Neurodiversity banner by Miss Luna Rose


“Neurodiversity from the lens of neurodiverse university students” is a project led by Dr. Vijesh Bhute from the Department of Chemical Engineering to learn about the journey of neurodiverse individuals through their lens, to understand how they experience day-to-day life as a university student.

Use the links below to learn more about the project and hit the ‘Check eligibility’ button to participate in this research!


Project neurodiversity


  • 15% to 20% of the population exhibit some form of neurodiversity. Left undiagnosed, individuals can feel self­doubt, and lose their confidence as well as sense of belonging.

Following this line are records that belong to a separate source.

//! Cloneable façade for issuing commands to the battle worker.
//!
//! [`BattleHandle`] hides channel plumbing and offers async helpers for
//! driving a turn or streaming events from specific topics.

use std::collections::HashMap;
use std::time::Duration;

use tokio::sync::{broadcast, mpsc, oneshot};

use battle_core::{BattleMode, BattlePhase, CombatantId, MoveId, MoveRecord, TurnReport};

use crate::error::{Result, RuntimeError};
use crate::events::{Event, EventBus, Topic};
use crate::worker::{BattleView, Command};

/// Client-facing handle to a running battle.
#[derive(Clone)]
pub struct BattleHandle {
    command_tx: mpsc::Sender<Command>,
    event_bus: EventBus,
    opponent_turn_delay: Duration,
}

impl BattleHandle {
    pub(crate) fn new(
        command_tx: mpsc::Sender<Command>,
        event_bus: EventBus,
        opponent_turn_delay: Duration,
    ) -> Self {
        Self {
            command_tx,
            event_bus,
            opponent_turn_delay,
        }
    }

    async fn request<T>(&self, make: impl FnOnce(oneshot::Sender<T>) -> Command) -> Result<T> {
        let (reply_tx, reply_rx) = oneshot::channel();

        self.command_tx
            .send(make(reply_tx))
            .await
            .map_err(|_| RuntimeError::CommandChannelClosed)?;

        reply_rx.await.map_err(RuntimeError::ReplyChannelClosed)
    }

    pub async fn select_move(&self, move_id: impl Into<MoveId>) -> Result<BattlePhase> {
        let move_id = move_id.into();
        self.request(|reply| Command::SelectMove { move_id, reply })
            .await?
    }

    pub async fn select_target(&self, target: impl Into<CombatantId>) -> Result<BattlePhase> {
        let target = target.into();
        self.request(|reply| Command::SelectTarget { target, reply })
            .await?
    }

    /// Resolve the armed selection for the local player.
    pub async fn execute(&self) -> Result<TurnReport> {
        self.request(|reply| Command::Execute { reply }).await?
    }

    pub async fn run_opponent_turn(&self) -> Result<TurnReport> {
        self.request(|reply| Command::RunOpponentTurn { reply })
            .await?
    }

    /// Select, execute and, against a CPU opponent, let it answer after the
    /// configured pause.
    ///
    /// Returns the reports of every transition that ran.
    pub async fn play_turn(
        &self,
        move_id: impl Into<MoveId>,
        target: impl Into<CombatantId>,
    ) -> Result<Vec<TurnReport>> {
        self.select_move(move_id).await?;
        self.select_target(target).await?;

        let mut reports = vec![self.execute().await?];
        let view = self.view().await?;
        if view.mode == BattleMode::Cpu && view.phase == BattlePhase::OpponentTurn {
            if !self.opponent_turn_delay.is_zero() {
                tokio::time::sleep(self.opponent_turn_delay).await;
            }
            reports.push(self.run_opponent_turn().await?);
        }
        Ok(reports)
    }

    pub async fn submit_selection(
        &self,
        actor: impl Into<CombatantId>,
        move_id: impl Into<MoveId>,
        target: impl Into<CombatantId>,
    ) -> Result<()> {
        let (actor, move_id, target) = (actor.into(), move_id.into(), target.into());
        self.request(|reply| Command::SubmitSelection {
            actor,
            move_id,
            target,
            reply,
        })
        .await?
    }

    pub async fn resolve_round(&self) -> Result<TurnReport> {
        self.request(|reply| Command::ResolveRound { reply }).await?
    }

    /// End the battle immediately, whatever the phase.
    pub async fn escape(&self) -> Result<TurnReport> {
        self.request(|reply| Command::Escape { reply }).await?
    }

    pub async fn apply_remote_record(&self, record: MoveRecord) -> Result<TurnReport> {
        self.request(|reply| Command::ApplyRemote { record, reply })
            .await?
    }

    /// Ask the worker to stop. Later requests fail with a closed channel.
    pub(crate) async fn shutdown(&self) -> Result<()> {
        self.command_tx
            .send(Command::Shutdown)
            .await
            .map_err(|_| RuntimeError::CommandChannelClosed)
    }

    pub async fn view(&self) -> Result<BattleView> {
        self.request(|reply| Command::Query { reply }).await
    }

    /// Subscribe to events from a specific topic
    ///
    /// # Topics
    ///
    /// - `Topic::Log` - battle log lines
    /// - `Topic::Opponent` - combatant snapshots
    /// - `Topic::Outcome` - battle end and banked rewards
    /// - `Topic::Story` - boss awakening
    pub fn subscribe(&self, topic: Topic) -> broadcast::Receiver<Event> {
        self.event_bus.subscribe(topic)
    }

    pub fn subscribe_multiple(
        &self,
        topics: &[Topic],
    ) -> HashMap<Topic, broadcast::Receiver<Event>> {
        self.event_bus.subscribe_multiple(topics)
    }
}
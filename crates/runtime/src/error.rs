//! Unified error types surfaced by the runtime API.
//!
//! Wraps failures from the battle worker, repositories and the rules engine so
//! hosts can bubble them up with consistent context.

use thiserror::Error;
use tokio::sync::oneshot;

use battle_core::{BattleError, ErrorSeverity};

pub use crate::repository::RepositoryError;

pub type Result<T> = std::result::Result<T, RuntimeError>;

#[derive(Debug, Error)]
pub enum RuntimeError {
    #[error(transparent)]
    Battle(#[from] BattleError),

    #[error(transparent)]
    Repository(#[from] RepositoryError),

    #[error("battle worker command channel closed")]
    CommandChannelClosed,

    #[error("battle worker reply channel closed")]
    ReplyChannelClosed(#[source] oneshot::error::RecvError),

    #[error("unknown move '{0}' in catalog")]
    UnknownCatalogMove(String),

    #[error("failed to initialise logging: {0}")]
    Logging(String),
}

impl RuntimeError {
    /// Severity used when logging the error.
    pub fn severity(&self) -> ErrorSeverity {
        match self {
            RuntimeError::Battle(err) => err.severity(),
            RuntimeError::Repository(_) => ErrorSeverity::Recoverable,
            RuntimeError::UnknownCatalogMove(_) => ErrorSeverity::Validation,
            RuntimeError::CommandChannelClosed
            | RuntimeError::ReplyChannelClosed(_)
            | RuntimeError::Logging(_) => ErrorSeverity::Internal,
        }
    }
}
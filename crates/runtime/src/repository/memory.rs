//! In-memory store implementations for tests and local runs.

use std::collections::HashMap;
use std::sync::RwLock;

use async_trait::async_trait;
use serde::{Deserialize, Serialize};

use battle_core::{CombatantId, MoveRecord, RecordId, VaultPatch, VaultSnapshot};

use super::{MoveLogStore, RepositoryError, Result, VaultStore};

/// Vault snapshots keyed by player id.
#[derive(Default)]
pub struct InMemoryVaultStore {
    vaults: RwLock<HashMap<CombatantId, VaultSnapshot>>,
}

impl InMemoryVaultStore {
    pub fn new() -> Self {
        Self::default()
    }

    pub fn with_vault(self, player: impl Into<CombatantId>, vault: VaultSnapshot) -> Self {
        if let Ok(mut vaults) = self.vaults.write() {
            vaults.insert(player.into(), vault);
        }
        self
    }
}

#[async_trait]
impl VaultStore for InMemoryVaultStore {
    async fn read(&self, player: &CombatantId) -> Result<Option<VaultSnapshot>> {
        let vaults = self
            .vaults
            .read()
            .map_err(|_| RepositoryError::LockPoisoned)?;
        Ok(vaults.get(player).copied())
    }

    async fn write(&self, player: &CombatantId, patch: VaultPatch) -> Result<()> {
        let mut vaults = self
            .vaults
            .write()
            .map_err(|_| RepositoryError::LockPoisoned)?;
        let vault = vaults
            .get_mut(player)
            .ok_or_else(|| RepositoryError::VaultNotFound(player.to_string()))?;
        patch.apply_to(vault);
        Ok(())
    }
}

/// One room's records plus the last timestamp handed out.
#[derive(Clone, Debug, Default, Serialize, Deserialize)]
pub(crate) struct RoomLog {
    records: Vec<MoveRecord>,
    last_timestamp: u64,
}

impl RoomLog {
    pub(crate) fn append(&mut self, room: &str, mut record: MoveRecord) -> RecordId {
        let now = u64::try_from(chrono::Utc::now().timestamp_millis()).unwrap_or(0);
        let timestamp = now.max(self.last_timestamp + 1);
        self.last_timestamp = timestamp;

        record.room_id = room.to_owned();
        record.timestamp = timestamp;
        if record.id.as_str().is_empty() {
            record.id = RecordId::new(format!("{room}:{timestamp}"));
        }
        let id = record.id.clone();
        self.records.push(record);
        id
    }

    pub(crate) fn unprocessed(&self, exclude_actor: &CombatantId, self_id: &str) -> Vec<MoveRecord> {
        let mut pending: Vec<_> = self
            .records
            .iter()
            .filter(|r| &r.actor_id != exclude_actor && !r.is_processed_by(self_id))
            .cloned()
            .collect();
        pending.sort_by_key(|r| r.timestamp);
        pending
    }

    pub(crate) fn mark(&mut self, room: &str, record: &RecordId, self_id: &str) -> Result<()> {
        let entry = self
            .records
            .iter_mut()
            .find(|r| &r.id == record)
            .ok_or_else(|| RepositoryError::RecordNotFound {
                room: room.to_owned(),
                record: record.to_string(),
            })?;
        entry.mark_processed(self_id);
        Ok(())
    }

    pub(crate) fn len(&self) -> usize {
        self.records.len()
    }
}

/// Move log kept in process memory, shared by both clients of a local PvP run.
#[derive(Default)]
pub struct InMemoryMoveLog {
    rooms: RwLock<HashMap<String, RoomLog>>,
}

impl InMemoryMoveLog {
    pub fn new() -> Self {
        Self::default()
    }

    /// Number of records in a room.
    pub fn len(&self, room: &str) -> usize {
        self.rooms
            .read()
            .map(|rooms| rooms.get(room).map_or(0, RoomLog::len))
            .unwrap_or(0)
    }
}

#[async_trait]
impl MoveLogStore for InMemoryMoveLog {
    async fn append(&self, room: &str, record: MoveRecord) -> Result<RecordId> {
        let mut rooms = self
            .rooms
            .write()
            .map_err(|_| RepositoryError::LockPoisoned)?;
        Ok(rooms.entry(room.to_owned()).or_default().append(room, record))
    }

    async fn query_unprocessed(
        &self,
        room: &str,
        exclude_actor: &CombatantId,
        self_id: &str,
    ) -> Result<Vec<MoveRecord>> {
        let rooms = self
            .rooms
            .read()
            .map_err(|_| RepositoryError::LockPoisoned)?;
        Ok(rooms
            .get(room)
            .map(|log| log.unprocessed(exclude_actor, self_id))
            .unwrap_or_default())
    }

    async fn mark_processed(&self, room: &str, record: &RecordId, self_id: &str) -> Result<()> {
        let mut rooms = self
            .rooms
            .write()
            .map_err(|_| RepositoryError::LockPoisoned)?;
        match rooms.get_mut(room) {
            Some(log) => log.mark(room, record, self_id),
            None => Err(RepositoryError::RecordNotFound {
                room: room.to_owned(),
                record: record.to_string(),
            }),
        }
    }
}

This can especially impact university students.
  • While the diagnosis rates have been increasing in the past decade, there are still cultural and societal barriers which can stigmatise being neurodiverse.
  • A lack of awareness of what constitutes being neurodiverse and how people perceive neurodiverse individuals further compounds this issue.
  • Highlighting individual stories and experiences as well as providing a rounded view of people’s perception can raise awareness and potentially, destigmatise neurodiversity and encourage individuals to reflect, assess, and seek diagnosis.
  • You can find more about neurodiversity here: Types of Neurodiversity and Neurodivergence [2023 DEI Resources] | Diversity for Social Impact
  • We are seeking student participants from the Department of Chemical Engineering and the Department of Chemistry, in the first instance. 

Aims of the project

  • This study is aimed to gather examples and experiences from neurodiverse university students (undergraduate, masters and PhD students) with a goal to raise awareness about various neurodiverse conditions and identify relevant resources and tools used by the students to navigate university.

Expected outcomes

  • Share journeys and experiences of neurodiverse university students
  • Identify key learning resources which can benefit neurodiverse students
  • Develop resources (avatars, storyboards, leaflets, bookmarks, etc.) to raise awareness among students and staff

Source of funding

Stage 1: Eligibility check and consent (October-December):

  • The study will first invite students to participate in a survey which will conduct an eligibility check.
  • Participants will be provided with the participant information sheet as well as privacy notice for review before consenting (see project documents section for reviewing these and other project-related documents)
  • We will also request for further information about your preferences if you do wish to participate in this study

Stage 2: Interviews (November – March)

  • The second stage of the study will involve interviews/focus groups to learn more about student experiences of being neurodiverse in general and specifically at university.
  • The objective is to learn from various experiences and learn more about the various tools and resources used by neurodiverse individuals.
  • To accommodate students, several options of participation will be offered including online interview (via MS Teams), online focus group (via MS Teams), in person interview, in person focus group, and even offline answering of the questions in some circumstances.
  • Refreshments will be provided for in person options.

Stage 3: Analysis and awareness resources (December – July)

  • Patterns and common themes will be analysed from the interviews and engaging content will be developed to spread the awareness among students and staff at Imperial College London about being neurodiverse. These include avatars, bookmarks, leaflets, as well as a seminar to discuss about our findings.